Task description | In the entries that follow, find the line containing "assert_eq!(polls, 2);"; from there, copy every line exactly through the line containing "the configured timeout".

Items listed in a dataset
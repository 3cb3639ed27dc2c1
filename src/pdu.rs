//! Modbus PDU on a fixed-size stack buffer
//!
//! Requests and responses for FC03/FC06 are at most a few hundred bytes, so
//! the PDU lives in a `[u8; MAX_PDU_SIZE]` array instead of a heap `Vec`.

use tracing::debug;

use crate::constants::{
    EXCEPTION_FLAG, FC_READ_HOLDING_REGISTERS, FC_WRITE_SINGLE_REGISTER, MAX_PDU_SIZE,
};
use crate::error::{ModbusError, ModbusResult};

/// PDU with stack-allocated fixed array
#[derive(Debug, Clone)]
pub struct ModbusPdu {
    data: [u8; MAX_PDU_SIZE],
    len: usize,
}

impl ModbusPdu {
    /// Create an empty PDU
    #[inline]
    pub fn new() -> Self {
        Self {
            data: [0; MAX_PDU_SIZE],
            len: 0,
        }
    }

    /// Create a PDU from a received byte slice
    pub fn from_slice(data: &[u8]) -> ModbusResult<Self> {
        if data.len() > MAX_PDU_SIZE {
            return Err(ModbusError::protocol(format!(
                "PDU too large: {} bytes (max {})",
                data.len(),
                MAX_PDU_SIZE
            )));
        }

        let mut pdu = Self::new();
        pdu.data[..data.len()].copy_from_slice(data);
        pdu.len = data.len();

        match pdu.function_code() {
            Some(fc) if pdu.is_exception() => debug!(
                "PDU parsed: FC={:02X} (Exception: {}), exception_code={:02X}",
                fc,
                Self::function_code_description(fc),
                pdu.exception_code().unwrap_or(0)
            ),
            Some(fc) => debug!(
                "PDU parsed: FC={:02X} ({}), data_len={}",
                fc,
                Self::function_code_description(fc),
                pdu.len - 1
            ),
            None => debug!("PDU parsed: empty PDU"),
        }

        Ok(pdu)
    }

    /// Push a single byte
    #[inline]
    pub fn push(&mut self, byte: u8) -> ModbusResult<()> {
        if self.len >= MAX_PDU_SIZE {
            return Err(ModbusError::protocol("PDU buffer full"));
        }
        self.data[self.len] = byte;
        self.len += 1;
        Ok(())
    }

    /// Push u16 in big-endian
    #[inline]
    pub fn push_u16(&mut self, value: u16) -> ModbusResult<()> {
        let [hi, lo] = value.to_be_bytes();
        self.push(hi)?;
        self.push(lo)
    }

    /// Read a big-endian u16 at `offset`
    #[inline]
    pub fn read_u16(&self, offset: usize) -> Option<u16> {
        if offset + 1 < self.len {
            Some(u16::from_be_bytes([self.data[offset], self.data[offset + 1]]))
        } else {
            None
        }
    }

    /// Get immutable data slice
    #[inline]
    pub fn as_slice(&self) -> &[u8] {
        &self.data[..self.len]
    }

    /// Get current length
    #[inline]
    pub fn len(&self) -> usize {
        self.len
    }

    /// Check if empty
    #[inline]
    pub fn is_empty(&self) -> bool {
        self.len == 0
    }

    /// Get function code (first byte)
    #[inline]
    pub fn function_code(&self) -> Option<u8> {
        if self.len > 0 {
            Some(self.data[0])
        } else {
            None
        }
    }

    /// Check if exception response
    #[inline]
    pub fn is_exception(&self) -> bool {
        self.function_code()
            .map(|fc| fc & EXCEPTION_FLAG != 0)
            .unwrap_or(false)
    }

    /// Get exception code
    #[inline]
    pub fn exception_code(&self) -> Option<u8> {
        if self.is_exception() && self.len > 1 {
            Some(self.data[1])
        } else {
            None
        }
    }

    /// Get human-readable function code description
    pub fn function_code_description(fc: u8) -> &'static str {
        match fc & !EXCEPTION_FLAG {
            FC_READ_HOLDING_REGISTERS => "Read Holding Registers",
            FC_WRITE_SINGLE_REGISTER => "Write Single Register",
            _ => "Unsupported Function",
        }
    }
}

impl Default for ModbusPdu {
    fn default() -> Self {
        Self::new()
    }
}

/// PDU builder - fluent API
pub struct PduBuilder {
    pdu: ModbusPdu,
}

impl Default for PduBuilder {
    fn default() -> Self {
        Self::new()
    }
}

impl PduBuilder {
    /// Create a new builder
    #[inline]
    pub fn new() -> Self {
        Self {
            pdu: ModbusPdu::new(),
        }
    }

    /// Set function code
    #[inline]
    pub fn function_code(mut self, fc: u8) -> ModbusResult<Self> {
        self.pdu.push(fc)?;
        Ok(self)
    }

    /// Add a 16-bit word (address, quantity or register value)
    #[inline]
    pub fn word(mut self, value: u16) -> ModbusResult<Self> {
        self.pdu.push_u16(value)?;
        Ok(self)
    }

    /// Build the PDU
    #[inline]
    pub fn build(self) -> ModbusPdu {
        if let Some(fc) = self.pdu.function_code() {
            debug!(
                "PDU built: FC={:02X} ({}), total_len={}",
                fc,
                ModbusPdu::function_code_description(fc),
                self.pdu.len()
            );
        }
        self.pdu
    }

    /// Build a read holding registers request (FC03)
    pub fn build_read_holding_registers(start_address: u16, quantity: u16) -> ModbusResult<ModbusPdu> {
        Ok(PduBuilder::new()
            .function_code(FC_READ_HOLDING_REGISTERS)?
            .word(start_address)?
            .word(quantity)?
            .build())
    }

    /// Build a write single register request (FC06)
    pub fn build_write_single_register(address: u16, value: u16) -> ModbusResult<ModbusPdu> {
        Ok(PduBuilder::new()
            .function_code(FC_WRITE_SINGLE_REGISTER)?
            .word(address)?
            .word(value)?
            .build())
    }
}

#[cfg(test)]
mod tests {
    use super::*;

    #[test]
    fn test_pdu_basic_operations() {
        let mut pdu = ModbusPdu::new();
        assert!(pdu.is_empty());

        pdu.push(0x03).unwrap();
        pdu.push_u16(0x00CE).unwrap();
        pdu.push_u16(0x0016).unwrap();

        assert_eq!(pdu.len(), 5);
        assert_eq!(pdu.function_code(), Some(0x03));
        assert!(!pdu.is_exception());
        assert_eq!(pdu.read_u16(1), Some(206));
        assert_eq!(pdu.read_u16(3), Some(22));
        assert_eq!(pdu.read_u16(4), None);
    }

    #[test]
    fn test_exception_response() {
        let pdu = ModbusPdu::from_slice(&[0x83, 0x02]).unwrap();
        assert!(pdu.is_exception());
        assert_eq!(pdu.exception_code(), Some(0x02));
        assert_eq!(
            ModbusPdu::function_code_description(0x83),
            "Read Holding Registers"
        );
    }

    #[test]
    fn test_from_slice_too_large() {
        let data = [0u8; MAX_PDU_SIZE + 1];
        assert!(ModbusPdu::from_slice(&data).is_err());
    }

    #[test]
    fn test_build_read_request() {
        // Meter block: 22 registers from 206
        let pdu = PduBuilder::build_read_holding_registers(206, 22).unwrap();
        assert_eq!(pdu.as_slice(), &[0x03, 0x00, 0xCE, 0x00, 0x16]);
    }

    #[test]
    fn test_build_write_single_register() {
        // HEMS current limit 2000 = 16 A
        let pdu = PduBuilder::build_write_single_register(2000, 16).unwrap();
        assert_eq!(pdu.as_slice(), &[0x06, 0x07, 0xD0, 0x00, 0x10]);
    }
}
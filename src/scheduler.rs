//! Snapshot publication and periodic polling
//!
//! [`Coordinator`] owns the acquirer and the last good snapshot. Every
//! successful cycle replaces the published `Arc<Snapshot>` wholesale; a
//! failed cycle leaves it untouched, so consumers keep seeing stale but
//! complete data across transient outages.
//!
//! [`PollScheduler`] drives [`Coordinator::refresh`] from a fixed interval
//! until stopped. Control writes call `refresh` directly; a write-triggered
//! refresh and a scheduled one may run back to back and either result is a
//! valid post-write view.

use std::sync::atomic::{AtomicBool, Ordering};
use std::sync::{Arc, Mutex, MutexGuard};
use std::time::Duration;

use tokio::sync::{watch, Notify};
use tokio::time::{interval, MissedTickBehavior};
use tracing::{debug, error, info, warn};

use crate::acquirer::{PollReport, SnapshotAcquirer};
use crate::client::RegisterTransport;
use crate::error::{ChargerError, ModbusResult};
use crate::snapshot::Snapshot;

#[derive(Debug, Default)]
struct UpdateStatus {
    last_update_success: bool,
    last_error: Option<String>,
    last_report: Option<PollReport>,
    failures_in_row: u32,
}

/// Holds the latest published snapshot for one charger
pub struct Coordinator<T: RegisterTransport> {
    acquirer: SnapshotAcquirer<T>,
    sender: watch::Sender<Option<Arc<Snapshot>>>,
    status: Mutex<UpdateStatus>,
    closed: AtomicBool,
}

impl<T: RegisterTransport> Coordinator<T> {
    pub fn new(acquirer: SnapshotAcquirer<T>) -> Self {
        let (sender, _) = watch::channel(None);
        Self {
            acquirer,
            sender,
            status: Mutex::new(UpdateStatus::default()),
            closed: AtomicBool::new(false),
        }
    }

    /// Shared transport handle
    pub fn transport(&self) -> &Arc<T> {
        self.acquirer.transport()
    }

    fn status(&self) -> MutexGuard<'_, UpdateStatus> {
        self.status.lock().unwrap_or_else(|e| e.into_inner())
    }

    /// Run one poll cycle and publish the result if it succeeded
    pub async fn refresh(&self) -> Result<Arc<Snapshot>, ChargerError> {
        match self.acquirer.poll_with_report().await {
            Ok((snapshot, report)) => {
                let snapshot = Arc::new(snapshot);
                self.sender.send_replace(Some(snapshot.clone()));

                let mut status = self.status();
                if !status.last_update_success && status.failures_in_row > 0 {
                    info!("Charger reachable again after {} failed polls", status.failures_in_row);
                }
                status.last_update_success = true;
                status.last_error = None;
                status.last_report = Some(report);
                status.failures_in_row = 0;
                Ok(snapshot)
            }
            Err(e) => {
                let mut status = self.status();
                status.failures_in_row += 1;
                if status.failures_in_row == 1 {
                    error!("Poll cycle failed: {}", e);
                } else {
                    debug!("Poll cycle failed ({} in a row): {}", status.failures_in_row, e);
                }
                status.last_update_success = false;
                status.last_error = Some(e.to_string());
                Err(e)
            }
        }
    }

    /// Last published snapshot, `None` before the first successful cycle
    pub fn latest(&self) -> Option<Arc<Snapshot>> {
        self.sender.borrow().clone()
    }

    /// Receiver that observes every publication
    pub fn subscribe(&self) -> watch::Receiver<Option<Arc<Snapshot>>> {
        self.sender.subscribe()
    }

    /// Whether the most recent cycle succeeded
    pub fn last_update_success(&self) -> bool {
        self.status().last_update_success
    }

    /// Error of the most recent cycle, if it failed
    pub fn last_error(&self) -> Option<String> {
        self.status().last_error.clone()
    }

    /// Degradation report of the most recent successful cycle
    pub fn last_report(&self) -> Option<PollReport> {
        self.status().last_report.clone()
    }

    /// Close the transport. Only the first call reaches the device.
    pub async fn shutdown(&self) -> ModbusResult<()> {
        if self.closed.swap(true, Ordering::AcqRel) {
            return Ok(());
        }
        info!("Closing charger connection");
        self.transport().close().await
    }
}

/// Calls [`Coordinator::refresh`] on a fixed interval
pub struct PollScheduler<T: RegisterTransport> {
    coordinator: Arc<Coordinator<T>>,
    interval: Duration,
    shutdown: Arc<Notify>,
    running: AtomicBool,
}

impl<T: RegisterTransport> PollScheduler<T> {
    pub fn new(coordinator: Arc<Coordinator<T>>, interval: Duration) -> Self {
        Self {
            coordinator,
            interval,
            shutdown: Arc::new(Notify::new()),
            running: AtomicBool::new(false),
        }
    }

    pub fn coordinator(&self) -> &Arc<Coordinator<T>> {
        &self.coordinator
    }

    pub fn interval(&self) -> Duration {
        self.interval
    }

    /// Run the poll loop until [`stop`](Self::stop) is called.
    ///
    /// The first cycle runs immediately.
    pub async fn start(&self) {
        if self.running.swap(true, Ordering::AcqRel) {
            warn!("Poll scheduler already running");
            return;
        }
        let _running = RunningGuard(&self.running);
        info!("Starting poll scheduler every {:?}", self.interval);

        let mut ticker = interval(self.interval);
        ticker.set_missed_tick_behavior(MissedTickBehavior::Delay);

        loop {
            tokio::select! {
                _ = ticker.tick() => {
                    // Failure is recorded on the coordinator
                    let _ = self.coordinator.refresh().await;
                }
                _ = self.shutdown.notified() => {
                    info!("Poll scheduler received shutdown signal");
                    break;
                }
            }
        }

        info!("Poll scheduler stopped");
    }

    /// Stop the poll loop. No effect when it is not running.
    pub fn stop(&self) {
        if !self.is_running() {
            debug!("Poll scheduler not running");
            return;
        }
        debug!("Stopping poll scheduler");
        self.shutdown.notify_one();
    }

    pub fn is_running(&self) -> bool {
        self.running.load(Ordering::Acquire)
    }
}

/// Clears the running flag when the poll loop ends or its future is dropped
struct RunningGuard<'a>(&'a AtomicBool);

impl Drop for RunningGuard<'_> {
    fn drop(&mut self) {
        self.0.store(false, Ordering::Release);
    }
}

#[cfg(test)]
mod tests {
    use super::*;
    use crate::acquirer::tests::{Scripted, ScriptedTransport};
    use crate::status::OcppStatus;
    use std::sync::atomic::Ordering;

    fn coordinator(transport: ScriptedTransport) -> (Arc<ScriptedTransport>, Arc<Coordinator<ScriptedTransport>>) {
        let transport = Arc::new(transport);
        let coordinator = Arc::new(Coordinator::new(SnapshotAcquirer::new(transport.clone())));
        (transport, coordinator)
    }

    #[tokio::test]
    async fn test_refresh_publishes_snapshot() {
        let (_, coordinator) = coordinator(ScriptedTransport::healthy());
        assert!(coordinator.latest().is_none());

        let mut rx = coordinator.subscribe();
        let snapshot = coordinator.refresh().await.unwrap();

        assert!(rx.has_changed().unwrap());
        let published = rx.borrow_and_update().clone().unwrap();
        assert!(Arc::ptr_eq(&snapshot, &published));
        assert!(coordinator.last_update_success());
        assert!(coordinator.last_error().is_none());
        assert!(coordinator.last_report().unwrap().is_complete());
    }

    #[tokio::test]
    async fn test_failed_status_keeps_previous_snapshot() {
        let (transport, coordinator) = coordinator(ScriptedTransport::healthy());
        let first = coordinator.refresh().await.unwrap();
        assert_eq!(first.ocpp_status(), OcppStatus::Charging);

        transport.script(104, Scripted::Exception);
        transport.script(122, Scripted::Words(vec![5]));
        assert!(coordinator.refresh().await.is_err());

        let latest = coordinator.latest().unwrap();
        assert!(Arc::ptr_eq(&first, &latest));
        assert_eq!(latest.vehicle_state, 3);
        assert!(!coordinator.last_update_success());
        assert!(coordinator.last_error().unwrap().contains("register 104"));
    }

    #[tokio::test]
    async fn test_each_cycle_replaces_snapshot_wholesale() {
        let (transport, coordinator) = coordinator(ScriptedTransport::healthy());
        coordinator.refresh().await.unwrap();

        transport.script(206, Scripted::Exception);
        let second = coordinator.refresh().await.unwrap();

        // No carry-over of meter values from the first cycle
        assert_eq!(second.power, 0);
        assert_eq!(second.voltage_l1, 0);
        assert!(coordinator.last_update_success());
    }

    #[tokio::test]
    async fn test_shutdown_closes_once() {
        let (transport, coordinator) = coordinator(ScriptedTransport::healthy());
        coordinator.refresh().await.unwrap();

        coordinator.shutdown().await.unwrap();
        coordinator.shutdown().await.unwrap();
        assert_eq!(transport.closes.load(Ordering::SeqCst), 1);
        assert!(!transport.is_connected());
    }

    #[tokio::test(start_paused = true)]
    async fn test_scheduler_polls_until_stopped() {
        let (transport, coordinator) = coordinator(ScriptedTransport::healthy());
        let scheduler = Arc::new(PollScheduler::new(coordinator.clone(), Duration::from_secs(10)));

        let runner = {
            let scheduler = scheduler.clone();
            tokio::spawn(async move { scheduler.start().await })
        };

        // First tick is immediate
        tokio::time::sleep(Duration::from_millis(1)).await;
        assert!(scheduler.is_running());
        assert!(coordinator.latest().is_some());

        tokio::time::sleep(Duration::from_secs(25)).await;
        let polls = transport
            .read_starts()
            .iter()
            .filter(|&&start| start == 104)
            .count();
        assert_eq!(polls, 3);

        scheduler.stop();
        runner.await.unwrap();
        assert!(!scheduler.is_running());
    }

    #[tokio::test(start_paused = true)]
    async fn test_stop_while_idle_does_not_cancel_next_start() {
        let (transport, coordinator) = coordinator(ScriptedTransport::healthy());
        let scheduler = Arc::new(PollScheduler::new(coordinator, Duration::from_secs(10)));

        scheduler.stop();

        let runner = {
            let scheduler = scheduler.clone();
            tokio::spawn(async move { scheduler.start().await })
        };
        tokio::time::sleep(Duration::from_secs(15)).await;
        assert!(scheduler.is_running());
        let polls = transport
            .read_starts()
            .iter()
            .filter(|&&start| start == 104)
            .count();
        assert_eq!(polls, 2);

        scheduler.stop();
        runner.await.unwrap();
        assert!(!scheduler.is_running());
    }

    #[tokio::test(start_paused = true)]
    async fn test_dropped_loop_clears_running() {
        let (_, coordinator) = coordinator(ScriptedTransport::healthy());
        let scheduler = PollScheduler::new(coordinator, Duration::from_secs(10));

        let cancelled = tokio::time::timeout(Duration::from_secs(5), scheduler.start()).await;
        assert!(cancelled.is_err());
        assert!(!scheduler.is_running());

        // Can be started again afterwards
        let cancelled = tokio::time::timeout(Duration::from_secs(5), scheduler.start()).await;
        assert!(cancelled.is_err());
        assert!(scheduler.coordinator().latest().is_some());
    }
}
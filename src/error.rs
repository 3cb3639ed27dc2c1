//! Error types for the AMTRON Modbus client
//!
//! Two layers:
//! - [`ModbusError`] describes what went wrong on a single protocol exchange.
//! - [`ChargerError`] describes what a poll cycle or a control write reports
//!   to its caller.
//!
//! The split between *register-level* and *connectivity* failures drives the
//! poll algorithm: a register-level error degrades one block to its defaults,
//! a connectivity error aborts the whole cycle.

use thiserror::Error;

use crate::control::ControlPoint;

/// Result type for protocol operations
pub type ModbusResult<T> = Result<T, ModbusError>;

/// Errors produced by the transport, framing and decode layers.
#[derive(Debug, Error)]
pub enum ModbusError {
    /// Socket level I/O failure
    #[error("I/O error: {0}")]
    Io(#[from] std::io::Error),

    /// TCP connection could not be established
    #[error("Connection failed: {message}")]
    ConnectionFailed { message: String },

    /// An operation was attempted without a live connection
    #[error("Not connected")]
    NotConnected,

    /// No complete response within the configured timeout
    #[error("Timeout: {message} (after {timeout_ms}ms)")]
    Timeout { message: String, timeout_ms: u64 },

    /// Malformed frame or session desync (MBAP, transaction id, function code)
    #[error("Protocol error: {message}")]
    Protocol { message: String },

    /// Device answered with a Modbus exception response
    #[error("Modbus exception (FC{function:02X}, code {code:02X}): {message}")]
    Exception {
        function: u8,
        code: u8,
        message: String,
    },

    /// Register payload does not match what was requested
    #[error("Invalid data: {message}")]
    InvalidData { message: String },

    /// Function code outside the supported set
    #[error("Invalid function code: {code:02X}")]
    InvalidFunction { code: u8 },

    /// Invalid connection parameters
    #[error("Configuration error: {message}")]
    Configuration { message: String },
}

impl ModbusError {
    /// Create a connection error
    pub fn connection(message: impl Into<String>) -> Self {
        Self::ConnectionFailed {
            message: message.into(),
        }
    }

    /// Create a timeout error
    pub fn timeout(message: impl Into<String>, timeout_ms: u64) -> Self {
        Self::Timeout {
            message: message.into(),
            timeout_ms,
        }
    }

    /// Create a protocol error
    pub fn protocol(message: impl Into<String>) -> Self {
        Self::Protocol {
            message: message.into(),
        }
    }

    /// Create an invalid data error
    pub fn invalid_data(message: impl Into<String>) -> Self {
        Self::InvalidData {
            message: message.into(),
        }
    }

    /// Create an invalid function error
    pub fn invalid_function(code: u8) -> Self {
        Self::InvalidFunction { code }
    }

    /// Create a configuration error
    pub fn configuration(message: impl Into<String>) -> Self {
        Self::Configuration {
            message: message.into(),
        }
    }

    /// True when the device serviced the exchange but rejected or garbled the
    /// requested address range. These are expected and isolated per block.
    pub fn is_register_error(&self) -> bool {
        matches!(self, Self::Exception { .. } | Self::InvalidData { .. })
    }

    /// True when the session itself is unusable and the poll cycle must abort.
    pub fn is_connectivity_error(&self) -> bool {
        !self.is_register_error()
    }

    /// True for timeouts
    pub fn is_timeout(&self) -> bool {
        matches!(self, Self::Timeout { .. })
    }
}

/// Errors reported by a poll cycle or a control operation.
#[derive(Debug, Error)]
pub enum ChargerError {
    /// Transport session could not be established or was lost mid-cycle.
    /// No snapshot is produced.
    #[error("charger unreachable: {0}")]
    Connectivity(#[source] ModbusError),

    /// The OCPP status register (104) could not be read. It is the liveness
    /// signal of the device, so the whole cycle is discarded.
    #[error("cannot read OCPP status (register 104): {0}")]
    StatusUnavailable(#[source] ModbusError),

    /// A control write was rejected or failed on the wire.
    #[error("failed to set {point}: {source}")]
    WriteFailed {
        point: ControlPoint,
        #[source]
        source: ModbusError,
    },

    /// A control request the register cannot hold (negative, too large,
    /// not a number). Nothing was written.
    #[error("invalid {point} request: {requested}")]
    InvalidRequest { point: ControlPoint, requested: f64 },

    /// Connection parameters are invalid
    #[error("configuration error: {0}")]
    Config(String),
}

impl ChargerError {
    /// Underlying protocol error, if any
    pub fn modbus_error(&self) -> Option<&ModbusError> {
        match self {
            Self::Connectivity(e) | Self::StatusUnavailable(e) => Some(e),
            Self::WriteFailed { source, .. } => Some(source),
            Self::InvalidRequest { .. } | Self::Config(_) => None,
        }
    }
}

#[cfg(test)]
mod tests {
    use super::*;

    #[test]
    fn test_error_classification() {
        let exc = ModbusError::Exception {
            function: 0x03,
            code: 0x02,
            message: "Illegal Data Address".to_string(),
        };
        assert!(exc.is_register_error());
        assert!(!exc.is_connectivity_error());

        assert!(ModbusError::invalid_data("short block").is_register_error());

        assert!(ModbusError::NotConnected.is_connectivity_error());
        assert!(ModbusError::timeout("read", 10_000).is_connectivity_error());
        assert!(ModbusError::protocol("tid mismatch").is_connectivity_error());
        assert!(ModbusError::connection("refused").is_connectivity_error());

        let io = ModbusError::from(std::io::Error::new(
            std::io::ErrorKind::BrokenPipe,
            "broken pipe",
        ));
        assert!(io.is_connectivity_error());
    }

    #[test]
    fn test_error_display() {
        let err = ModbusError::timeout("TCP header read", 5000);
        assert_eq!(err.to_string(), "Timeout: TCP header read (after 5000ms)");

        let err = ChargerError::StatusUnavailable(ModbusError::NotConnected);
        assert!(err.to_string().contains("register 104"));
    }

    #[test]
    fn test_charger_error_source() {
        let err = ChargerError::WriteFailed {
            point: ControlPoint::CurrentLimit,
            source: ModbusError::invalid_data("echo mismatch"),
        };
        assert!(err.modbus_error().is_some());
        assert!(err.to_string().contains("current limit"));
        assert!(ChargerError::Config("bad".into()).modbus_error().is_none());
    }
}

Result below |
        assert_eq!(polls, 2);

        scheduler.stop();
        runner.await.unwrap();
        assert!(!scheduler.is_running());
    }

    #[tokio::test(start_paused = true)]
    async fn test_dropped_loop_clears_running() {
        let (_, coordinator) = coordinator(ScriptedTransport::healthy());
        let scheduler = PollScheduler::new(coordinator, Duration::from_secs(10));

        let cancelled = tokio::time::timeout(Duration::from_secs(5), scheduler.start()).await;
        assert!(cancelled.is_err());
        assert!(!scheduler.is_running());

        // Can be started again afterwards
        let cancelled = tokio::time::timeout(Duration::from_secs(5), scheduler.start()).await;
        assert!(cancelled.is_err());
        assert!(scheduler.coordinator().latest().is_some());
    }
}
filename src/error.rs
repository 3cb3639ed27dc2c1
//! Error types for the AMTRON Modbus client
//!
//! Two layers:
//! - [`ModbusError`] describes what went wrong on a single protocol exchange.
//! - [`ChargerError`] describes what a poll cycle or a control write reports
//!   to its caller.
//!
//! The split between *register-level* and *connectivity* failures drives the
//! poll algorithm: a register-level error degrades one block to its defaults,
//! a connectivity error aborts the whole cycle.

use thiserror::Error;

use crate::control::ControlPoint;

/// Result type for protocol operations
pub type ModbusResult<T> = Result<T, ModbusError>;

/// Errors produced by the transport, framing and decode layers.
#[derive(Debug, Error)]
pub enum ModbusError {
    /// Socket level I/O failure
    #[error("I/O error: {0}")]
    Io(#[from] std::io::Error),

    /// TCP connection could not be established
    #[error("Connection failed: {message}")]
    ConnectionFailed { message: String },

    /// An operation was attempted without a live connection
    #[error("Not connected")]
    NotConnected,

    /// No complete response within the configured timeout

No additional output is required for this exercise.